- _Task objective_:
Across all entries below, how many lines include "AppState"? Only the number, please.

(Collected data entries)
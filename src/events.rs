use actix_web::web;
use serde::Serialize;

/// Post-commit application event, published on the broadcast channel after a
/// durable write. Delivery is best-effort; the originating request never
/// waits on or fails with a subscriber.
#[derive(Clone, Debug, Serialize)]
pub struct AppEvent {
    pub kind: String,
    pub user_id: Option<String>,
    pub entity_id: Option<String>,
    pub title: String,
    pub body: String,
}

impl AppEvent {
    pub fn new(
        kind: &str,
        user_id: Option<&str>,
        entity_id: Option<&str>,
        title: &str,
        body: &str,
    ) -> Self {
        AppEvent {
            kind: kind.to_string(),
            user_id: user_id.map(str::to_string),
            entity_id: entity_id.map(str::to_string),
            title: title.to_string(),
            body: body.to_string(),
        }
    }
}

pub fn event_to_bytes(event: &AppEvent) -> web::Bytes {
    let payload = serde_json::to_string(event).unwrap_or_else(|_| "{}".to_string());
    web::Bytes::from(format!("event: update\ndata: {}\n\n", payload))
}
use actix_web::{web, HttpResponse};
use serde_json::{json, Value};
use sqlx::SqlitePool;

use crate::{
    auth::Identity,
    error::{ApiError, ApiResult},
    models::{AppointmentStatus, Role},
    response::Envelope,
    state::AppState,
};

pub fn configure(cfg: &mut web::ServiceConfig) {
    cfg.service(web::resource("/dashboard/stats").route(web::get().to(stats)));
}

fn require_stat<T>(name: &str, value: Option<T>) -> ApiResult<T> {
    value.ok_or_else(|| ApiError::Aggregation(name.to_string()))
}

async fn role_count(pool: &SqlitePool, name: &str, role: Role) -> ApiResult<i64> {
    require_stat(
        name,
        sqlx::query_scalar::<_, i64>("SELECT COUNT(*) FROM users WHERE role = ?")
            .bind(role)
            .fetch_optional(pool)
            .await?,
    )
}

async fn status_count(
    pool: &SqlitePool,
    name: &str,
    status: AppointmentStatus,
) -> ApiResult<i64> {
    require_stat(
        name,
        sqlx::query_scalar::<_, i64>("SELECT COUNT(*) FROM appointments WHERE status = ?")
            .bind(status)
            .fetch_optional(pool)
            .await?,
    )
}

async fn stats(
    state: web::Data<AppState>,
    identity: web::ReqData<Identity>,
) -> ApiResult<HttpResponse> {
    identity.require_admin()?;

    // Param-only callers have no session token, hence no cache slot; they
    // recompute on every request.
    let now = state.clock.now_utc();
    if let Some(token) = identity.session_token.as_deref() {
        if let Some(report) = state.dashboard_cache.get(token, now) {
            return Ok(HttpResponse::Ok().json(Envelope::data(report).with_cached(true)));
        }
    }

    let report = compute_report(&state).await?;
    if let Some(token) = identity.session_token.as_deref() {
        state.dashboard_cache.put(token, now, report.clone());
    }

    Ok(HttpResponse::Ok().json(Envelope::data(report).with_cached(false)))
}

async fn compute_report(state: &AppState) -> ApiResult<Value> {
    let pool = &state.db;

    let total_clients = role_count(pool, "total_clients", Role::Client).await?;
    let total_staff = role_count(pool, "total_staff", Role::Staff).await?;
    let total_appointments = require_stat(
        "total_appointments",
        sqlx::query_scalar::<_, i64>("SELECT COUNT(*) FROM appointments")
            .fetch_optional(pool)
            .await?,
    )?;

    let pending_appointments =
        status_count(pool, "pending_appointments", AppointmentStatus::Pending).await?;
    let confirmed_appointments =
        status_count(pool, "confirmed_appointments", AppointmentStatus::Confirmed).await?;
    let completed_appointments =
        status_count(pool, "completed_appointments", AppointmentStatus::Completed).await?;
    let cancelled_appointments =
        status_count(pool, "cancelled_appointments", AppointmentStatus::Cancelled).await?;

    let total_revenue = require_stat(
        "total_revenue",
        sqlx::query_scalar::<_, f64>(
            "SELECT COALESCE(SUM(price), 0.0) FROM appointments WHERE status = ?",
        )
        .bind(AppointmentStatus::Completed)
        .fetch_optional(pool)
        .await?,
    )?;

    let today = state.clock.now_utc().format("%Y-%m-%d").to_string();
    let appointments_today = require_stat(
        "appointments_today",
        sqlx::query_scalar::<_, i64>("SELECT COUNT(*) FROM appointments WHERE date = ?")
            .bind(&today)
            .fetch_optional(pool)
            .await?,
    )?;

    let top_services = sqlx::query_as::<_, (String, i64)>(
        r#"SELECT sv.name AS name, COUNT(*) AS bookings
           FROM appointments a
           JOIN services sv ON a.service_id = sv.id
           GROUP BY sv.id, sv.name
           ORDER BY bookings DESC, name ASC
           LIMIT 5"#,
    )
    .fetch_all(pool)
    .await?;

    let service_ratings = sqlx::query_as::<_, (String, f64, i64)>(
        r#"SELECT sv.name AS name, AVG(f.rating) AS avg_rating, COUNT(f.id) AS ratings
           FROM feedback f
           JOIN appointments a ON f.booking_id = a.id
           JOIN services sv ON a.service_id = sv.id
           GROUP BY sv.id, sv.name
           ORDER BY avg_rating DESC, name ASC"#,
    )
    .fetch_all(pool)
    .await?;

    let staff_ratings = sqlx::query_as::<_, (String, f64, i64)>(
        r#"SELECT s.full_name AS name, AVG(f.rating) AS avg_rating, COUNT(f.id) AS ratings
           FROM feedback f
           JOIN appointments a ON f.booking_id = a.id
           JOIN users s ON a.staff_id = s.id
           GROUP BY s.id, s.full_name
           ORDER BY avg_rating DESC, name ASC"#,
    )
    .fetch_all(pool)
    .await?;

    Ok(json!({
        "total_clients": total_clients,
        "total_staff": total_staff,
        "total_appointments": total_appointments,
        "pending_appointments": pending_appointments,
        "confirmed_appointments": confirmed_appointments,
        "completed_appointments": completed_appointments,
        "cancelled_appointments": cancelled_appointments,
        "total_revenue": total_revenue,
        "appointments_today": appointments_today,
        "top_services": top_services
            .into_iter()
            .map(|(name, bookings)| json!({"name": name, "bookings": bookings}))
            .collect::<Vec<_>>(),
        "service_ratings": service_ratings
            .into_iter()
            .map(|(name, avg_rating, ratings)| {
                json!({"name": name, "avg_rating": avg_rating, "ratings": ratings})
            })
            .collect::<Vec<_>>(),
        "staff_ratings": staff_ratings
            .into_iter()
            .map(|(name, avg_rating, ratings)| {
                json!({"name": name, "avg_rating": avg_rating, "ratings": ratings})
            })
            .collect::<Vec<_>>(),
    }))
}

- _Task answer_:
3